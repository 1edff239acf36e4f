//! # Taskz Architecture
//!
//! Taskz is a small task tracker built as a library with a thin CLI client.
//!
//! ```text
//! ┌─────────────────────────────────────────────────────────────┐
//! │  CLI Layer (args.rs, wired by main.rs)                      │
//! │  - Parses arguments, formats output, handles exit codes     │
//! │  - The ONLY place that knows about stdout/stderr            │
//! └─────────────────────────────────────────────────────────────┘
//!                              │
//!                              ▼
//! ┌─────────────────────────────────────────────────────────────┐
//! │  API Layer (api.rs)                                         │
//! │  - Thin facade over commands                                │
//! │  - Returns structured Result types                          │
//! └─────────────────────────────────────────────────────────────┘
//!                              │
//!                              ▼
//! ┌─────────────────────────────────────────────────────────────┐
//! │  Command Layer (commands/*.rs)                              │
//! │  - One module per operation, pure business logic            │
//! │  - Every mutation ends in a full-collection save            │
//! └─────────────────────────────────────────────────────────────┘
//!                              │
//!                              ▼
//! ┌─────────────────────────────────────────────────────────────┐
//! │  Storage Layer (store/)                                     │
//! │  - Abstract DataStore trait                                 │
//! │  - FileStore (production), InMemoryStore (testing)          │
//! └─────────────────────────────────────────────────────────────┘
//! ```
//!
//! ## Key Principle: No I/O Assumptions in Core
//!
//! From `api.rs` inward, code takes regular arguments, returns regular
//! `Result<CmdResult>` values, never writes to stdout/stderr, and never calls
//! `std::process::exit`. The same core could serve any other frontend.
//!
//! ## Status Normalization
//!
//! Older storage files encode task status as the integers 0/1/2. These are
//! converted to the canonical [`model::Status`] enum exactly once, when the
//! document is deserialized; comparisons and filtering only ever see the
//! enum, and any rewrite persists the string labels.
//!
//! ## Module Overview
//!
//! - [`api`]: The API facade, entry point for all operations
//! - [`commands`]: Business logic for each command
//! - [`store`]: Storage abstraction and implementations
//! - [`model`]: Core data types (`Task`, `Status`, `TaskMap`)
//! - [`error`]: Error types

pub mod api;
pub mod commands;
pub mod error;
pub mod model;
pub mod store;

* * *

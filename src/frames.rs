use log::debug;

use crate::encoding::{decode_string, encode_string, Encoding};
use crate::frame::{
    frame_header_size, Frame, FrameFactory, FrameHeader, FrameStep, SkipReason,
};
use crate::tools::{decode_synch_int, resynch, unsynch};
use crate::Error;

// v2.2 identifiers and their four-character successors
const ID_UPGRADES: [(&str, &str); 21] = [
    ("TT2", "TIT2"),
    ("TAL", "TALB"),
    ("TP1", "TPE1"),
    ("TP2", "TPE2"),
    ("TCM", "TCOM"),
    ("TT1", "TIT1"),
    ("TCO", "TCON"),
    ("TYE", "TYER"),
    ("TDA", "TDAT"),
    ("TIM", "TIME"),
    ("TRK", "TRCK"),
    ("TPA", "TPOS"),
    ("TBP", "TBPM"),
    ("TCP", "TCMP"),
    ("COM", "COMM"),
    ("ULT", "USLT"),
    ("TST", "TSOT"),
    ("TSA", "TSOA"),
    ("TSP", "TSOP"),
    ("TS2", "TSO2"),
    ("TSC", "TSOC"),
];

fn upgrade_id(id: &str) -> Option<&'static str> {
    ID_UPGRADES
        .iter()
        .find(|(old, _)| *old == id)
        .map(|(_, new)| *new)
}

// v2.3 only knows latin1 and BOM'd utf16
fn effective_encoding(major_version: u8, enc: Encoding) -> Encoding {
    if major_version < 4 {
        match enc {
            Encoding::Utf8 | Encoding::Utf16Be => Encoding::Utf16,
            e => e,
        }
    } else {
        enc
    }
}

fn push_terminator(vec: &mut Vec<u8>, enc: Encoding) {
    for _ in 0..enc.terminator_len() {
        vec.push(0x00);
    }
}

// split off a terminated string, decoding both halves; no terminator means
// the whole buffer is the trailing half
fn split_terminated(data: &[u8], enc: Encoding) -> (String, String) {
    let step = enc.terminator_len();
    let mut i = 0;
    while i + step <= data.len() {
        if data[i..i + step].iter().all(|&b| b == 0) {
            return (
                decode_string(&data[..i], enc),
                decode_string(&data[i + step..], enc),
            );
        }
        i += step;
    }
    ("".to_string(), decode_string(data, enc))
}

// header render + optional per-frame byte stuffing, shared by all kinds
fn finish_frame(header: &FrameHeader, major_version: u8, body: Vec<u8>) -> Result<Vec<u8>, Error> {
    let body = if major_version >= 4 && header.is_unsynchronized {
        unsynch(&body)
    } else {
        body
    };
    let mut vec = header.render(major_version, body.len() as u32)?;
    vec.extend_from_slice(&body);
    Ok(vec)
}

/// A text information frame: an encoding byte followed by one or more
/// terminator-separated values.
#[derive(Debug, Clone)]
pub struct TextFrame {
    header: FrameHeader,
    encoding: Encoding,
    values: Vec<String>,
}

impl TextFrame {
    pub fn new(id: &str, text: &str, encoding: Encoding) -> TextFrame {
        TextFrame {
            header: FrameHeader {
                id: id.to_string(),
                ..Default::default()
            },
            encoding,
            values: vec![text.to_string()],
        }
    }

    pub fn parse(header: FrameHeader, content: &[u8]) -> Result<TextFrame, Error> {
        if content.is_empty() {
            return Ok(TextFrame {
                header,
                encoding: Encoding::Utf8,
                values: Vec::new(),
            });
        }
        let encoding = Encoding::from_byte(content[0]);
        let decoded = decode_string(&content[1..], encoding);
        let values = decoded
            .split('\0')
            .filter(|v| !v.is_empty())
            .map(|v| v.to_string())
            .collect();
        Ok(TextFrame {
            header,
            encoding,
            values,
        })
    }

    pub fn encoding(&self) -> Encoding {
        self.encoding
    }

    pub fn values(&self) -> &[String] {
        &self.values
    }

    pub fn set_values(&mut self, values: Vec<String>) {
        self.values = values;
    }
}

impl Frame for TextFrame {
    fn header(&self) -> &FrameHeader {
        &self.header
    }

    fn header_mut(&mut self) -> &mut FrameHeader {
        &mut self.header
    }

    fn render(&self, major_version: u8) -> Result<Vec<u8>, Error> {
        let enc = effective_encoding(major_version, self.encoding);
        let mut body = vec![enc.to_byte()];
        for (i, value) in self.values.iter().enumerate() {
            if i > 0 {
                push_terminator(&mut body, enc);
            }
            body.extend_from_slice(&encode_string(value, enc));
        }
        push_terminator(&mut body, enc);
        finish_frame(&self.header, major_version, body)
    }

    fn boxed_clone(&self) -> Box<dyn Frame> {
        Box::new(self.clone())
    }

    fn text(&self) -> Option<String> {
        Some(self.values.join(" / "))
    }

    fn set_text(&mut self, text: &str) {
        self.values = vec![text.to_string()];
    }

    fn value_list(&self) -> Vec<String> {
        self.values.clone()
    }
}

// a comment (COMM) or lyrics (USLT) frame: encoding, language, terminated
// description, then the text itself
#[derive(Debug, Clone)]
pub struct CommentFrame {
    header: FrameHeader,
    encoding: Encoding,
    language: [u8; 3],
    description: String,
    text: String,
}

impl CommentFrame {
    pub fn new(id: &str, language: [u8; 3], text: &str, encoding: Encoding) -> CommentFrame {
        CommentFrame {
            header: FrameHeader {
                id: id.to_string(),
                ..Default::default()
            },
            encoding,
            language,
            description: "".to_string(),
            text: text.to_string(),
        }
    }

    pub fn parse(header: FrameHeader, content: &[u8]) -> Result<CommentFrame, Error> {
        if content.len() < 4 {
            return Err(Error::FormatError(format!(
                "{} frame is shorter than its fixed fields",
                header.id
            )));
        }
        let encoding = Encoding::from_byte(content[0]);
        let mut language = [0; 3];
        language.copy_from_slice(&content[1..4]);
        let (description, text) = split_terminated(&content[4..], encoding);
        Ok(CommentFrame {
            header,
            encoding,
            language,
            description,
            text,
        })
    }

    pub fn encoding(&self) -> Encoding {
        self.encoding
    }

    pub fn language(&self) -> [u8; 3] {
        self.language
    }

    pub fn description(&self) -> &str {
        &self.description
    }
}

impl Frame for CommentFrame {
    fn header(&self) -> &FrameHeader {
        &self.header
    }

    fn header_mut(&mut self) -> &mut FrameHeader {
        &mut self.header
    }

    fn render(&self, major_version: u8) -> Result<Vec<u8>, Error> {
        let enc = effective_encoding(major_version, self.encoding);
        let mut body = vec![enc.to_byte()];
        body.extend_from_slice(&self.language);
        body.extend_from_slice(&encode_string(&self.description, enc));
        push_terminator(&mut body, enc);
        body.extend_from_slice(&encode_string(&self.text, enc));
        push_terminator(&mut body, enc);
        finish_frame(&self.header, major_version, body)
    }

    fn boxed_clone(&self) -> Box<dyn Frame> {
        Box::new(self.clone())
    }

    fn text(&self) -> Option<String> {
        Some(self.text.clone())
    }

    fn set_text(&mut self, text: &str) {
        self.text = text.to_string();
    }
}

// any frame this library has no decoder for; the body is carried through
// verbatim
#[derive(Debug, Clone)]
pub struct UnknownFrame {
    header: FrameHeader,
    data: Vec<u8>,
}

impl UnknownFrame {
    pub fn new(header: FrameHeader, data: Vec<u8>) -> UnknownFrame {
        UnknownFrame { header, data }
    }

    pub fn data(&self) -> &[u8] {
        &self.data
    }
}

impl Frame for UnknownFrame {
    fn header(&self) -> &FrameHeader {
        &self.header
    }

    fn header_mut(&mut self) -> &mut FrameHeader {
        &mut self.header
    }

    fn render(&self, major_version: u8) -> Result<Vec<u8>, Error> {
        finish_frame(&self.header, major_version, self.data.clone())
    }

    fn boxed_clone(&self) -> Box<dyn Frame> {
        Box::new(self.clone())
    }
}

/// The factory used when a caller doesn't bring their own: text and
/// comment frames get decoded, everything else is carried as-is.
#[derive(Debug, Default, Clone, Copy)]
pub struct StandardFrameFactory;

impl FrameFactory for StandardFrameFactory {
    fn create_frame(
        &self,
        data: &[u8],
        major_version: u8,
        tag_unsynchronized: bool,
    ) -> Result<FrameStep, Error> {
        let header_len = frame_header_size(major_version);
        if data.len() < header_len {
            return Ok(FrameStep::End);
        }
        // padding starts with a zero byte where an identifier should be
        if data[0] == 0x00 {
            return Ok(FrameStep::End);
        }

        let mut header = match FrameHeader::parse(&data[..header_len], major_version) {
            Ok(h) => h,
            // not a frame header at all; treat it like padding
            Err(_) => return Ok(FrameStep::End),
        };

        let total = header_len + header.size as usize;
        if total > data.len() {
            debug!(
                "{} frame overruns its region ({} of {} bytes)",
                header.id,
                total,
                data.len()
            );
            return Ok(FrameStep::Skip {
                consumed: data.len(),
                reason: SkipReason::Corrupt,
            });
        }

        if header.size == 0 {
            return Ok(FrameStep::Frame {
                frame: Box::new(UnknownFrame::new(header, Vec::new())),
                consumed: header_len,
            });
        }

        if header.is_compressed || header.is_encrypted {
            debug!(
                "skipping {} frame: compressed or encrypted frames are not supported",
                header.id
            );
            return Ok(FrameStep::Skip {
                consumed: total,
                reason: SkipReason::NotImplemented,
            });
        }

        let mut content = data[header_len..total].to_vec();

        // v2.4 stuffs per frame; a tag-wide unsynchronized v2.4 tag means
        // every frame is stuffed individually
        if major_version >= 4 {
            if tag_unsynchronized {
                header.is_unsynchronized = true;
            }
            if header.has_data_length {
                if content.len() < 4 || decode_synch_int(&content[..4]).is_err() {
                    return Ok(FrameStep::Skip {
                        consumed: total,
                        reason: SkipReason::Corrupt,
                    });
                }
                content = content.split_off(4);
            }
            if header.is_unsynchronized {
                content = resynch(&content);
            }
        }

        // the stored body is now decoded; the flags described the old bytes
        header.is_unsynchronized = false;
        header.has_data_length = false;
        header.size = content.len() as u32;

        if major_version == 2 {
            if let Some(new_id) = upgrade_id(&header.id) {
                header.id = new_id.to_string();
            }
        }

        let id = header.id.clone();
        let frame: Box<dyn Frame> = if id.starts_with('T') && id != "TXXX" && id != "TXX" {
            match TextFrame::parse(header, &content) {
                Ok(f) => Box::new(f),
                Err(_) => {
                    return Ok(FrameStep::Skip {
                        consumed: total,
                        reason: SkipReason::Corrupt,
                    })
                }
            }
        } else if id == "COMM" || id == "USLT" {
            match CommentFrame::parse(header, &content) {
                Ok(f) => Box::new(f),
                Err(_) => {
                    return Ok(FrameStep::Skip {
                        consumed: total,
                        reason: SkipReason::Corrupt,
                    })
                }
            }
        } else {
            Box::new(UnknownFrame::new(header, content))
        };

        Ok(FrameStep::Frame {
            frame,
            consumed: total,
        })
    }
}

*What needs to be done*
Only lines holding the word "knows" belong in the answer; copy each one from the material.

*Exercise answer*
//! │  - The ONLY place that knows about stdout/stderr            │
// v2.3 only knows latin1 and BOM'd utf16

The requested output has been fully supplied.